[Saved entries]
>>>

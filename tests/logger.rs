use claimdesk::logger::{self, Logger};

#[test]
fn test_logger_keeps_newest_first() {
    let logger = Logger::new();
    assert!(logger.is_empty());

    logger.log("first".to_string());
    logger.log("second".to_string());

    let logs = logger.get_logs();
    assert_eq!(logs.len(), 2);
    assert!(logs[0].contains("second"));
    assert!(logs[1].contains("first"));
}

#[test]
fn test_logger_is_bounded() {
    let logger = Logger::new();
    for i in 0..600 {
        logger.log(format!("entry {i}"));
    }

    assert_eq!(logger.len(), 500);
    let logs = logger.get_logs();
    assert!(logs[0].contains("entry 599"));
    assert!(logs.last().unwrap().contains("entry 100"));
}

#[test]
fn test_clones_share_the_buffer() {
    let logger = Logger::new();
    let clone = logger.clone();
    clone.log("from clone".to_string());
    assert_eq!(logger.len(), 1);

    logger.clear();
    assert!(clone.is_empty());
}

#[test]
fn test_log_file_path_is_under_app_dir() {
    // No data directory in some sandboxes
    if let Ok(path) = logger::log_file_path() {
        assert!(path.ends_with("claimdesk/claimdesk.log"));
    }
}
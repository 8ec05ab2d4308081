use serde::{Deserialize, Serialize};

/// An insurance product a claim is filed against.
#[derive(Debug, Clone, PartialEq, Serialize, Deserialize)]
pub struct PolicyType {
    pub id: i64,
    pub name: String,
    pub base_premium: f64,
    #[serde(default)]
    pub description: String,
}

<<<
>>>

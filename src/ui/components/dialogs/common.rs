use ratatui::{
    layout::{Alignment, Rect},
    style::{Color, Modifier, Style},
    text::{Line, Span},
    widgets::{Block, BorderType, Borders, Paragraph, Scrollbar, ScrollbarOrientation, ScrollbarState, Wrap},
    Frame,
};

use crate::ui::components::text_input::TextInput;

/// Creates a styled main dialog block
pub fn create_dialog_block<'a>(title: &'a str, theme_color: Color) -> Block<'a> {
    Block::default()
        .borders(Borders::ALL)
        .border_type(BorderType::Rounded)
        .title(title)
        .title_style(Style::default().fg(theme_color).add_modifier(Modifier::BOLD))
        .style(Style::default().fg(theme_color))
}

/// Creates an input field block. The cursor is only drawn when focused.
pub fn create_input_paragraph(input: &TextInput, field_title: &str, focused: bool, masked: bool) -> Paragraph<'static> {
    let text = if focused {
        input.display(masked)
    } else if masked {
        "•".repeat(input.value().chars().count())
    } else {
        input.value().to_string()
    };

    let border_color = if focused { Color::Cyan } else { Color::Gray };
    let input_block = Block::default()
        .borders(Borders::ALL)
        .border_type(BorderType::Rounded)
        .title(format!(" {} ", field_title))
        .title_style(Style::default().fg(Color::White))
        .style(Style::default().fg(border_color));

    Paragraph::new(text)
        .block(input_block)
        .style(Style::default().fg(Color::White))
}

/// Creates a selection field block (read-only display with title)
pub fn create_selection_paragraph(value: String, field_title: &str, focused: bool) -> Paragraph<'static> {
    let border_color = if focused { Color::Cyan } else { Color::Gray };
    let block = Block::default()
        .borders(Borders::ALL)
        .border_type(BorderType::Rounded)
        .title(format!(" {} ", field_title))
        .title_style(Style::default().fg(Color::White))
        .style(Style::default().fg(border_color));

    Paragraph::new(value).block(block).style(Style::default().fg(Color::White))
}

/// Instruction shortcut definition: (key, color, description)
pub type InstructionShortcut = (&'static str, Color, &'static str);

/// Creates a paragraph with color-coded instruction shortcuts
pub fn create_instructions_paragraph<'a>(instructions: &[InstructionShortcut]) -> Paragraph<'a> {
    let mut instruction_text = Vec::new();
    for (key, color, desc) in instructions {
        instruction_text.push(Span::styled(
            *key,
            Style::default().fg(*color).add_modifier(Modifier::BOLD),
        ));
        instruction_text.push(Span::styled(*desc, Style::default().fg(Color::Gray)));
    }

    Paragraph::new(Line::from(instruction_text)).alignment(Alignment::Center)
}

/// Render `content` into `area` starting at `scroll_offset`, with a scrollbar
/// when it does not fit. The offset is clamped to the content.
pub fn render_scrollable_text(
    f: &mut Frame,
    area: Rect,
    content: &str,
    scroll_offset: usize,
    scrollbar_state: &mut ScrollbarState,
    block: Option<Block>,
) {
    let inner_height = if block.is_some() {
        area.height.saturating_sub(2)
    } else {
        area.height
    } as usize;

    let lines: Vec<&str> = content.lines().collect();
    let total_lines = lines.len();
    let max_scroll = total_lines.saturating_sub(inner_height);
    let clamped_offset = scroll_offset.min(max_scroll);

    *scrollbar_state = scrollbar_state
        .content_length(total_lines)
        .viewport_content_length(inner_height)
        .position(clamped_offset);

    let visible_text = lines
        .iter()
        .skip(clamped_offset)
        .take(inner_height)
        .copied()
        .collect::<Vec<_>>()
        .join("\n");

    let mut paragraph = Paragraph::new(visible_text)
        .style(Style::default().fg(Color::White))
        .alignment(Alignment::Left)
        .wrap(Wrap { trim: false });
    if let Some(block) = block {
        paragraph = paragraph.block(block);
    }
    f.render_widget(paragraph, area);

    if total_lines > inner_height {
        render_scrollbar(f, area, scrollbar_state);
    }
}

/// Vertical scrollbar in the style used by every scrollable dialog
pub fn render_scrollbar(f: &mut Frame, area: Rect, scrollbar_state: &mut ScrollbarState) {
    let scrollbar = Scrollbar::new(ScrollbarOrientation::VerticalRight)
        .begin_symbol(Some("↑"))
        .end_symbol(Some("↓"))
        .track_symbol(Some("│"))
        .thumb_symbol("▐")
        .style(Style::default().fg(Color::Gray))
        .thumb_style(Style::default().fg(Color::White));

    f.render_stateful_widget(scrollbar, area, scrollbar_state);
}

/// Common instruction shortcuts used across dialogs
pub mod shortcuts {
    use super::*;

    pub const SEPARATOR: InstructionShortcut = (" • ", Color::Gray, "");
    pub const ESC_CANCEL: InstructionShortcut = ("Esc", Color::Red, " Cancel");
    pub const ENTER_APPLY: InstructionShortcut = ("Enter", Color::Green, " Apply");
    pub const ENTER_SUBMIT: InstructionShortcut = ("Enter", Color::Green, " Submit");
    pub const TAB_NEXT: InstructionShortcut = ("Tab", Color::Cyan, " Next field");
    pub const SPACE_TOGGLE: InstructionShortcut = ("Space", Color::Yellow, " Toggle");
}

<<<

Your goal:
Only the number is wanted: how many lines of the data contain the word "Modifier"?

Response area:
3